Entries taken from a collection
=======
//! Component discovery under `<library>/components/<group>/<component>`.

use crate::config::{is_ignored_directory, GeneratorConfig};
use crate::types::Candidate;
use std::path::{Component, Path};
use tracing::{debug, info, warn};
use walkdir::{DirEntry, WalkDir};

/// Sorted walk that never enters hidden, dependency or ignored directories.
pub(crate) fn walk_library<'a>(
    root: &Path,
    ignored: &'a [String],
) -> impl Iterator<Item = DirEntry> + 'a {
    WalkDir::new(root)
        .sort_by_file_name()
        .into_iter()
        .filter_entry(move |entry| {
            entry.depth() == 0
                || !entry.file_type().is_dir()
                || !is_ignored_directory(&entry.file_name().to_string_lossy(), ignored)
        })
        .filter_map(|entry| match entry {
            Ok(entry) => Some(entry),
            Err(err) => {
                warn!("Error walking directory: {}", err);
                None
            }
        })
}

/// Check whether `dir` holds a property or component artifact named after it.
pub fn is_component_dir(dir: &Path, config: &GeneratorConfig) -> bool {
    let Some(name) = dir.file_name().and_then(|n| n.to_str()) else {
        return false;
    };
    config.naming.props_artifact(dir, name).is_file()
        || config.naming.component_artifact(dir, name).is_file()
}

/// Find every allow-listed component, then append configured aliases.
pub fn discover_components(library_root: &Path, config: &GeneratorConfig) -> Vec<Candidate> {
    let components_dir = library_root.join("components");
    if !components_dir.is_dir() {
        warn!("No components directory under {:?}", library_root);
        return Vec::new();
    }

    let mut candidates: Vec<Candidate> = Vec::new();
    for entry in walk_library(&components_dir, &config.ignored_directories) {
        // components/<group>/<component>
        if entry.depth() < 2 || !entry.file_type().is_dir() {
            continue;
        }
        let dir = entry.path();
        if !is_component_dir(dir, config) {
            continue;
        }

        let name = entry.file_name().to_string_lossy().to_string();
        if !config.include_all && !config.components.contains(&name) {
            debug!("Component {} is not in the allow-list", name);
            continue;
        }
        if candidates.iter().any(|c| c.name == name) {
            warn!("Duplicate component {} at {:?}, keeping the first", name, dir);
            continue;
        }

        let category = group_of(dir, &components_dir).unwrap_or_default();
        debug!("Discovered {} in {}", name, category);
        candidates.push(Candidate::component(name, dir, category));
    }

    let component_count = candidates.len();
    for (alias, source) in &config.aliases {
        match candidates[..component_count].iter().find(|c| &c.name == source) {
            Some(source) => {
                let alias = Candidate::alias_of(alias.as_str(), source);
                candidates.push(alias);
            }
            None => debug!("Alias {} skipped: source {} was not discovered", alias, source),
        }
    }

    info!(
        "Discovered {} components and {} aliases",
        component_count,
        candidates.len() - component_count
    );
    candidates
}

fn group_of(dir: &Path, components_dir: &Path) -> Option<String> {
    match dir.strip_prefix(components_dir).ok()?.components().next()? {
        Component::Normal(group) => Some(group.to_string_lossy().to_string()),
        _ => None,
    }
}

#[cfg(test)]
mod tests {
    use super::*;
    use std::fs;
    use tempfile::TempDir;

    fn touch(root: &Path, relative: &str) {
        let path = root.join(relative);
        fs::create_dir_all(path.parent().unwrap()).unwrap();
        fs::write(path, "{}").unwrap();
    }

    fn library() -> TempDir {
        let dir = TempDir::new().unwrap();
        let root = dir.path();
        touch(root, "components/navigation/anchor/anchor-props.js.map");
        touch(root, "components/navigation/anchor/anchor.js.map");
        touch(root, "components/inputs/button/button.js.map");
        touch(root, "components/inputs/tabs/tabs-props.js.map");
        touch(root, "components/inputs/tabs/tab/tab-props.js.map");
        touch(root, "components/inputs/empty/readme.md");
        touch(root, "components/inputs/node_modules/dep/dep.js.map");
        touch(root, "components/.cache/hidden/hidden.js.map");
        dir
    }

    fn names(candidates: &[Candidate]) -> Vec<&str> {
        candidates.iter().map(|c| c.name.as_str()).collect()
    }

    #[test]
    fn test_allow_list_is_strict() {
        let lib = library();
        let config = GeneratorConfig {
            components: vec!["anchor".to_string(), "tab".to_string(), "missing".to_string()],
            ..GeneratorConfig::default()
        };
        let candidates = discover_components(lib.path(), &config);

        assert_eq!(names(&candidates), vec!["tab", "anchor"]);
        assert_eq!(candidates[1].category, "navigation");
        assert_eq!(candidates[0].category, "inputs");
    }

    #[test]
    fn test_include_all_skips_hidden_and_dependency_dirs() {
        let lib = library();
        let config = GeneratorConfig {
            include_all: true,
            ..GeneratorConfig::default()
        };
        let candidates = discover_components(lib.path(), &config);

        assert_eq!(names(&candidates), vec!["button", "tabs", "tab", "anchor"]);
        assert!(candidates.iter().all(|c| !c.is_alias()));
    }

    #[test]
    fn test_directory_without_artifacts_is_never_a_candidate() {
        let lib = library();
        let config = GeneratorConfig {
            include_all: true,
            ..GeneratorConfig::default()
        };
        let candidates = discover_components(lib.path(), &config);

        assert!(!names(&candidates).contains(&"empty"));
        assert!(!is_component_dir(&lib.path().join("components/inputs/empty"), &config));
    }

    #[test]
    fn test_aliases_follow_discovered_sources() {
        let lib = library();
        let mut config = GeneratorConfig {
            components: vec!["anchor".to_string()],
            ..GeneratorConfig::default()
        };
        config.aliases.insert("link".to_string(), "anchor".to_string());
        config.aliases.insert("pill".to_string(), "button".to_string());

        let candidates = discover_components(lib.path(), &config);

        assert_eq!(names(&candidates), vec!["anchor", "link"]);
        assert!(candidates[1].is_alias());
        assert_eq!(candidates[1].location, candidates[0].location);
        assert_eq!(candidates[1].category, "navigation");
    }
}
=======
Work instructions:
All entries shown above should be duplicated without a single difference.

Completed task:
//! Component discovery under `<library>/components/<group>/<component>`.

use crate::config::{is_ignored_directory, GeneratorConfig};
use crate::types::Candidate;
use std::path::{Component, Path};
use tracing::{debug, info, warn};
use walkdir::{DirEntry, WalkDir};

/// Sorted walk that never enters hidden, dependency or ignored directories.
pub(crate) fn walk_library<'a>(
    root: &Path,
    ignored: &'a [String],
) -> impl Iterator<Item = DirEntry> + 'a {
    WalkDir::new(root)
        .sort_by_file_name()
        .into_iter()
        .filter_entry(move |entry| {
            entry.depth() == 0
                || !entry.file_type().is_dir()
                || !is_ignored_directory(&entry.file_name().to_string_lossy(), ignored)
        })
        .filter_map(|entry| match entry {
            Ok(entry) => Some(entry),
            Err(err) => {
                warn!("Error walking directory: {}", err);
                None
            }
        })
}

/// Check whether `dir` holds a property or component artifact named after it.
pub fn is_component_dir(dir: &Path, config: &GeneratorConfig) -> bool {
    let Some(name) = dir.file_name().and_then(|n| n.to_str()) else {
        return false;
    };
    config.naming.props_artifact(dir, name).is_file()
        || config.naming.component_artifact(dir, name).is_file()
}

/// Find every allow-listed component, then append configured aliases.
pub fn discover_components(library_root: &Path, config: &GeneratorConfig) -> Vec<Candidate> {
    let components_dir = library_root.join("components");
    if !components_dir.is_dir() {
        warn!("No components directory under {:?}", library_root);
        return Vec::new();
    }

    let mut candidates: Vec<Candidate> = Vec::new();
    for entry in walk_library(&components_dir, &config.ignored_directories) {
        // components/<group>/<component>
        if entry.depth() < 2 || !entry.file_type().is_dir() {
            continue;
        }
        let dir = entry.path();
        if !is_component_dir(dir, config) {
            continue;
        }

        let name = entry.file_name().to_string_lossy().to_string();
        if !config.include_all && !config.components.contains(&name) {
            debug!("Component {} is not in the allow-list", name);
            continue;
        }
        if candidates.iter().any(|c| c.name == name) {
            warn!("Duplicate component {} at {:?}, keeping the first", name, dir);
            continue;
        }

        let category = group_of(dir, &components_dir).unwrap_or_default();
        debug!("Discovered {} in {}", name, category);
        candidates.push(Candidate::component(name, dir, category));
    }

    let component_count = candidates.len();
    for (alias, source) in &config.aliases {
        match candidates[..component_count].iter().find(|c| &c.name == source) {
            Some(source) => {
                let alias = Candidate::alias_of(alias.as_str(), source);
                candidates.push(alias);
            }
            None => debug!("Alias {} skipped: source {} was not discovered", alias, source),
        }
    }

    info!(
        "Discovered {} components and {} aliases",
        component_count,
        candidates.len() - component_count
    );
    candidates
}

fn group_of(dir: &Path, components_dir: &Path) -> Option<String> {
    match dir.strip_prefix(components_dir).ok()?.components().next()? {
        Component::Normal(group) => Some(group.to_string_lossy().to_string()),
        _ => None,
    }
}

#[cfg(test)]
mod tests {
    use super::*;
    use std::fs;
    use tempfile::TempDir;

    fn touch(root: &Path, relative: &str) {
        let path = root.join(relative);
        fs::create_dir_all(path.parent().unwrap()).unwrap();
        fs::write(path, "{}").unwrap();
    }

    fn library() -> TempDir {
        let dir = TempDir::new().unwrap();
        let root = dir.path();
        touch(root, "components/navigation/anchor/anchor-props.js.map");
        touch(root, "components/navigation/anchor/anchor.js.map");
        touch(root, "components/inputs/button/button.js.map");
        touch(root, "components/inputs/tabs/tabs-props.js.map");
        touch(root, "components/inputs/tabs/tab/tab-props.js.map");
        touch(root, "components/inputs/empty/readme.md");
        touch(root, "components/inputs/node_modules/dep/dep.js.map");
        touch(root, "components/.cache/hidden/hidden.js.map");
        dir
    }

    fn names(candidates: &[Candidate]) -> Vec<&str> {
        candidates.iter().map(|c| c.name.as_str()).collect()
    }

    #[test]
    fn test_allow_list_is_strict() {
        let lib = library();
        let config = GeneratorConfig {
            components: vec!["anchor".to_string(), "tab".to_string(), "missing".to_string()],
            ..GeneratorConfig::default()
        };
        let candidates = discover_components(lib.path(), &config);

        assert_eq!(names(&candidates), vec!["tab", "anchor"]);
        assert_eq!(candidates[1].category, "navigation");
        assert_eq!(candidates[0].category, "inputs");
    }

    #[test]
    fn test_include_all_skips_hidden_and_dependency_dirs() {
        let lib = library();
        let config = GeneratorConfig {
            include_all: true,
            ..GeneratorConfig::default()
        };
        let candidates = discover_components(lib.path(), &config);

        assert_eq!(names(&candidates), vec!["button", "tabs", "tab", "anchor"]);
        assert!(candidates.iter().all(|c| !c.is_alias()));
    }

    #[test]
    fn test_directory_without_artifacts_is_never_a_candidate() {
        let lib = library();
        let config = GeneratorConfig {
            include_all: true,
            ..GeneratorConfig::default()
        };
        let candidates = discover_components(lib.path(), &config);

        assert!(!names(&candidates).contains(&"empty"));
        assert!(!is_component_dir(&lib.path().join("components/inputs/empty"), &config));
    }

    #[test]
    fn test_aliases_follow_discovered_sources() {
        let lib = library();
        let mut config = GeneratorConfig {
            components: vec!["anchor".to_string()],
            ..GeneratorConfig::default()
        };
        config.aliases.insert("link".to_string(), "anchor".to_string());
        config.aliases.insert("pill".to_string(), "button".to_string());

        let candidates = discover_components(lib.path(), &config);

        assert_eq!(names(&candidates), vec!["anchor", "link"]);
        assert!(candidates[1].is_alias());
        assert_eq!(candidates[1].location, candidates[0].location);
        assert_eq!(candidates[1].category, "navigation");
    }
}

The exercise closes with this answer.